My hope and vision for YPW is to see it serve in some sense like a guild, culture lab, think tank federation, and ever evolving non-static entity that doesn’t allow itself to be assimilated by capitalism. I hope to see it decolonize and root from ancestors of path, of community, and of initiation. I see us empowering elders who can eventually likewise empower the next generation of elders. My hope is to see youth bring forward their spirit of truth and expression and be given a clear map of what previous generations have struggled to understand, master, and hone. And to see them further that map and pass it on.

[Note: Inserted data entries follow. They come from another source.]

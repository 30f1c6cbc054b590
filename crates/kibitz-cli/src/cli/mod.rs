pub mod args;
pub mod commands;
pub mod helpers;
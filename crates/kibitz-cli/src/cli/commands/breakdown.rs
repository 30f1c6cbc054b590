use anyhow::Context;

use kibitz_core::EngineManager;

use crate::cli::args::{BreakdownArgs, EngineOpts};
use crate::exit_codes;

pub async fn run(opts: &EngineOpts, args: BreakdownArgs) -> anyhow::Result<i32> {
    let manager = EngineManager::new(opts.engine_config());
    manager
        .start()
        .await
        .with_context(|| format!("failed to start engine {}", opts.engine.display()))?;

    let result = manager.breakdown(&args.fen).await;
    manager.shutdown().await;

    match result {
        Ok(breakdown) => {
            if args.json {
                println!("{}", serde_json::to_string_pretty(&breakdown)?);
            } else {
                println!("{breakdown}");
            }
            Ok(exit_codes::SUCCESS)
        }
        Err(e) => {
            eprintln!("✗ {e}");
            Ok(exit_codes::COMMAND_FAILED)
        }
    }
}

I see us as a human family centered from the most displaced to the most privileged and bringing the balance of the masculine and feminine into its most beautiful and harmonious expression possible. I see us upholding the right for all people to experience meaningful coming of age rituals while birthing a new future of Earth honouring. I see us as ancestrally rooted and future generation serving guardians of truth, justice and reconciliation!

And finally as a community, we need to develop our capacity to dive deeply and respectfully into the shadow of humanity to find the opposite light that needs to be reborn.

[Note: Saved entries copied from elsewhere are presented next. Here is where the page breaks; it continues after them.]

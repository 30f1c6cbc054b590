//! Concurrent engine pool.
//!
//! A fixed-size set of engines behind an acquire/release interface. Two
//! separate locks: the idle queue (semaphore + deque) that callers wait
//! on, and the tracked-slot set used for restart bookkeeping and health,
//! so replace-on-failure cannot race concurrent acquires. An engine that
//! is checked out is owned by exactly one caller; the pool keeps only its
//! slot entry (id, shared liveness flag, version) until release.
//!
//! Recovery is lazy: a dead engine is noticed when acquired, restarted in
//! place a bounded number of times, then replaced by a fresh spawn swapped
//! into the same slot so the tracked total stays at N.

use std::collections::VecDeque;
use std::ops::{Deref, DerefMut};
use std::sync::atomic::{AtomicBool, Ordering};
use std::sync::Arc;
use std::time::Duration;

use futures::future::BoxFuture;
use serde::Serialize;
use tokio::sync::{Mutex, Semaphore};
use tracing::{debug, info, warn};

use crate::config::{EngineConfig, PoolConfig};
use crate::engine::UciEngine;
use crate::error::{EngineError, PoolError};

/// Pool health snapshot: `{total, available, healthy, version}`.
#[derive(Debug, Clone, Serialize)]
pub struct PoolHealth {
    /// Tracked engines (N when healthy, fewer after a discard).
    pub total: usize,
    /// Engines sitting in the idle queue right now.
    pub available: usize,
    /// Tracked engines whose process is alive, checked out or not.
    pub healthy: usize,
    /// Version of the first tracked engine, `"unknown"` when none.
    pub version: String,
}

/// An engine checked out of the pool.
///
/// Dereferences to [`UciEngine`]. Hand it back with
/// [`EnginePool::release`], or use [`EnginePool::with_engine`] which
/// always does.
#[derive(Debug)]
pub struct PooledEngine {
    slot: u64,
    engine: UciEngine,
}

impl Deref for PooledEngine {
    type Target = UciEngine;

    fn deref(&self) -> &UciEngine {
        &self.engine
    }
}

impl DerefMut for PooledEngine {
    fn deref_mut(&mut self) -> &mut UciEngine {
        &mut self.engine
    }
}

struct Slot {
    id: u64,
    alive: Arc<AtomicBool>,
    version: String,
}

#[derive(Default)]
struct PoolState {
    started: bool,
    shutdown: bool,
    next_id: u64,
    slots: Vec<Slot>,
}

/// Fixed-size pool of UCI engines.
pub struct EnginePool {
    pool_config: PoolConfig,
    engine_config: EngineConfig,
    state: Mutex<PoolState>,
    idle: Mutex<VecDeque<PooledEngine>>,
    permits: Semaphore,
}

impl EnginePool {
    pub fn new(pool_config: PoolConfig, engine_config: EngineConfig) -> Self {
        Self {
            pool_config,
            engine_config,
            state: Mutex::new(PoolState::default()),
            idle: Mutex::new(VecDeque::new()),
            permits: Semaphore::new(0),
        }
    }

    /// Configured pool size. The tracked total can differ after failures;
    /// see [`EnginePool::health_check`].
    pub fn size(&self) -> usize {
        self.pool_config.size
    }

    pub async fn is_started(&self) -> bool {
        self.state.lock().await.started
    }

    pub async fn is_shutdown(&self) -> bool {
        self.state.lock().await.shutdown
    }

    /// Starts all N engines sequentially. A no-op (with a warning) when
    /// already started; an error after shutdown. If any engine fails to
    /// start, every engine started so far is stopped so a partial pool is
    /// never left running.
    pub async fn start(&self) -> Result<(), PoolError> {
        let mut st = self.state.lock().await;
        if st.started {
            warn!("pool already started");
            return Ok(());
        }
        if st.shutdown {
            return Err(PoolError::Shutdown);
        }

        let n = self.pool_config.size;
        info!(size = n, "starting engine pool");
        let mut spawned: Vec<PooledEngine> = Vec::with_capacity(n);
        for i in 0..n {
            let mut engine = UciEngine::new(self.engine_config.clone());
            match engine.start().await {
                Ok(()) => {
                    let id = st.next_id;
                    st.next_id += 1;
                    st.slots.push(Slot {
                        id,
                        alive: engine.alive_flag(),
                        version: engine.version().unwrap_or("unknown").to_string(),
                    });
                    spawned.push(PooledEngine { slot: id, engine });
                    debug!(engine = i + 1, total = n, "pool engine started");
                }
                Err(e) => {
                    warn!("failed to start engine {}/{n}: {e}", i + 1);
                    for mut handle in spawned {
                        handle.engine.stop().await;
                    }
                    st.slots.clear();
                    return Err(e.into());
                }
            }
        }

        let version = st
            .slots
            .first()
            .map_or_else(|| "unknown".to_string(), |s| s.version.clone());
        let count = spawned.len();
        {
            let mut idle = self.idle.lock().await;
            idle.extend(spawned);
        }
        self.permits.add_permits(count);
        st.started = true;
        info!(engines = count, version = %version, "engine pool started");
        Ok(())
    }

    /// Takes an engine out of the pool, waiting up to `timeout` (the
    /// pool-wide default when `None`). A dead engine is revived before it
    /// is handed out.
    pub async fn acquire(&self, timeout: Option<Duration>) -> Result<PooledEngine, PoolError> {
        {
            let st = self.state.lock().await;
            if st.shutdown {
                return Err(PoolError::Shutdown);
            }
            if !st.started {
                return Err(PoolError::NotStarted);
            }
        }

        let wait = timeout.unwrap_or(self.pool_config.acquire_timeout);
        let permit = match tokio::time::timeout(wait, self.permits.acquire()).await {
            Ok(Ok(permit)) => permit,
            // The semaphore is closed by shutdown.
            Ok(Err(_)) => return Err(PoolError::Shutdown),
            Err(_) => return Err(PoolError::Exhausted(wait)),
        };
        permit.forget();

        let handle = self.idle.lock().await.pop_front();
        let Some(mut handle) = handle else {
            // A permit with an empty queue means a shutdown drain won.
            return Err(PoolError::Shutdown);
        };

        if handle.engine.is_alive() {
            return Ok(handle);
        }
        warn!("acquired engine is dead, reviving");
        self.revive(handle).await
    }

    /// Returns an engine to the pool. The engine's session state is reset
    /// first; if the reset fails the engine is stopped and dropped from
    /// the tracked set, shrinking capacity below N (deliberate: recovery
    /// happens at acquire time, not release time). During shutdown the
    /// engine is simply stopped.
    pub async fn release(&self, mut handle: PooledEngine) {
        let shutting_down = self.state.lock().await.shutdown;
        if shutting_down {
            handle.engine.stop().await;
            return;
        }

        match handle.engine.new_game().await {
            Ok(()) => {
                self.idle.lock().await.push_back(handle);
                self.permits.add_permits(1);
            }
            Err(e) => {
                warn!("engine reset failed, discarding from pool: {e}");
                handle.engine.stop().await;
                let mut st = self.state.lock().await;
                st.slots.retain(|s| s.id != handle.slot);
            }
        }
    }

    /// Runs `f` with an acquired engine and releases it on every path,
    /// error included.
    pub async fn with_engine<T, F>(&self, timeout: Option<Duration>, f: F) -> Result<T, PoolError>
    where
        F: for<'a> FnOnce(&'a mut UciEngine) -> BoxFuture<'a, Result<T, EngineError>>,
    {
        let mut handle = self.acquire(timeout).await?;
        let result = f(&mut handle.engine).await;
        self.release(handle).await;
        result.map_err(PoolError::from)
    }

    /// Idempotent. Marks the pool shut down (waking queued acquirers with
    /// a Shutdown error), gives in-flight operations a short grace period,
    /// then stops every idle engine. Engines still checked out are stopped
    /// when their holder releases them.
    pub async fn shutdown(&self, timeout: Duration) {
        {
            let mut st = self.state.lock().await;
            if st.shutdown {
                return;
            }
            st.shutdown = true;
            st.started = false;
        }
        info!("shutting down engine pool");
        self.permits.close();

        let grace = (timeout / 2).min(Duration::from_secs(1));
        tokio::time::sleep(grace).await;

        let drained: Vec<PooledEngine> = {
            let mut idle = self.idle.lock().await;
            idle.drain(..).collect()
        };
        for mut handle in drained {
            handle.engine.stop().await;
        }
        self.state.lock().await.slots.clear();
        info!("engine pool shutdown complete");
    }

    /// Health snapshot without mutating anything.
    pub async fn health_check(&self) -> PoolHealth {
        let (total, healthy, version) = {
            let st = self.state.lock().await;
            (
                st.slots.len(),
                st.slots
                    .iter()
                    .filter(|s| s.alive.load(Ordering::Relaxed))
                    .count(),
                st.slots
                    .first()
                    .map_or_else(|| "unknown".to_string(), |s| s.version.clone()),
            )
        };
        let available = self.idle.lock().await.len();
        PoolHealth {
            total,
            available,
            healthy,
            version,
        }
    }

    /// Brings a dead acquired engine back: in-place restarts up to the
    /// retry bound, then a fresh spawn swapped into the same slot so the
    /// tracked total is preserved.
    async fn revive(&self, mut handle: PooledEngine) -> Result<PooledEngine, PoolError> {
        handle.engine.stop().await;
        for attempt in 1..=self.pool_config.max_retries {
            match handle.engine.start().await {
                Ok(()) => {
                    info!(attempt, "engine restarted");
                    self.refresh_slot(&handle).await;
                    return Ok(handle);
                }
                Err(e) => warn!(attempt, "engine restart failed: {e}"),
            }
        }

        warn!("restart retries exhausted, spawning a replacement");
        let mut fresh = UciEngine::new(self.engine_config.clone());
        if let Err(e) = fresh.start().await {
            // No handle is left to repair this slot, so stop tracking it.
            let mut st = self.state.lock().await;
            st.slots.retain(|s| s.id != handle.slot);
            return Err(e.into());
        }
        let replacement = PooledEngine {
            slot: handle.slot,
            engine: fresh,
        };
        self.refresh_slot(&replacement).await;
        Ok(replacement)
    }

    async fn refresh_slot(&self, handle: &PooledEngine) {
        let mut st = self.state.lock().await;
        if let Some(slot) = st.slots.iter_mut().find(|s| s.id == handle.slot) {
            slot.alive = handle.engine.alive_flag();
            slot.version = handle.engine.version().unwrap_or("unknown").to_string();
        }
    }
}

Why or why isn’t it important that YPW be an international community?

It is important for a few reasons. Our communities’ ancestor lines come from around the planet and very few from Turtle Island or the lands we presently inhabit. Unsettling ourselves means relanding with the places we live and developing a reconnection with our ancestral homelands. It is being aware of ourselves as settler colonialists and recognizing our collective displacement and displacing of others. From this stage of awareness we can work to support the indigenous led movements of the world with our movement rather than operating the status quo directive to recolonize wherever we roam.

How do the local and global points of view interact in your work/experience?

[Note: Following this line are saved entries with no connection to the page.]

use std::time::Duration;

use anyhow::Context;

use kibitz_core::{EnginePool, PoolConfig};

use crate::cli::args::{EngineOpts, HealthArgs};
use crate::exit_codes;

/// Doubles as a smoke test of the configured binary: starting the pool
/// exercises spawn, handshake and option setup for every engine.
pub async fn run(opts: &EngineOpts, args: HealthArgs) -> anyhow::Result<i32> {
    let pool = EnginePool::new(
        PoolConfig {
            size: args.pool_size,
            ..PoolConfig::default()
        },
        opts.engine_config(),
    );
    pool.start()
        .await
        .with_context(|| format!("failed to start engine pool ({})", opts.engine.display()))?;

    let health = pool.health_check().await;
    pool.shutdown(Duration::from_millis(200)).await;

    if args.json {
        println!("{}", serde_json::to_string_pretty(&health)?);
    } else {
        println!("engines:   {}/{} healthy", health.healthy, health.total);
        println!("available: {}", health.available);
        println!("version:   {}", health.version);
    }
    Ok(if health.healthy == health.total {
        exit_codes::SUCCESS
    } else {
        exit_codes::COMMAND_FAILED
    })
}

I see the most present and apparent interaction in the challenge and charge of global Climate change. At the Ojai summit I recall Kalani Souza from Hawaii talking about being on the ground surveying a beach after a tsunami. The continued effects of climate change define our spiritual maturity as a global species of human beings. Will we continue to burn down the house or will we learn how to adult with the mother Earth? Rites of Passage mean nothing in a home that’s ablaze of flooding out. Starting with the poorest most vulnerable amongst the human family. I feel that centering the most marginalized is a rite of passage in itself that can help humanity in its maturity towards adulthood out of its collective adolescence and amnesia.

Locally, I am left to discern which location defines me, my ancestral lands or a place I live as a settler-colonialist. How do I live on stolen land? How do I help heal the land where I live? Local needs to be conscious of its history from the viewpoint of the longest living people of that land.  I have been looking at this in the Unceded Coast Salish Territories where I live as a settler and recently with projects happening in Costa Rica. In the end, practising Indigenous solidarity, being able to support indigenous led action, and indigenous women led action is the way to repair what had been broken that resulted in the loss of Rites of Passage across the world.

*Image Courtesy of Märt Lume

About the Author: Sobey Wing

With ancestral roots which connect to the Central Visayas, Spain, China, and France, Sobey has been coming to know his cultural identity on Turtle Island. Born and raised in the Haudenosaunee region known as Toronto, Sobey has based his adult life in the Unceded Coast Salish Territories of Canada. There Sobey has been a mentor with a program called Teen Journeys, and offers rites of passage consulting and facilitation for people undergoing transition as well as those marking milestones in life. His experience includes community engagement with youth in festival dance culture, working with clients undergoing transition and therapy for addiction through the help of ibogaine, and studies of astrology. In 2011 he gave a TEDx talk on Rites of Passage and has presented this topic at numerous festivals in North America, Australia, and Portugal.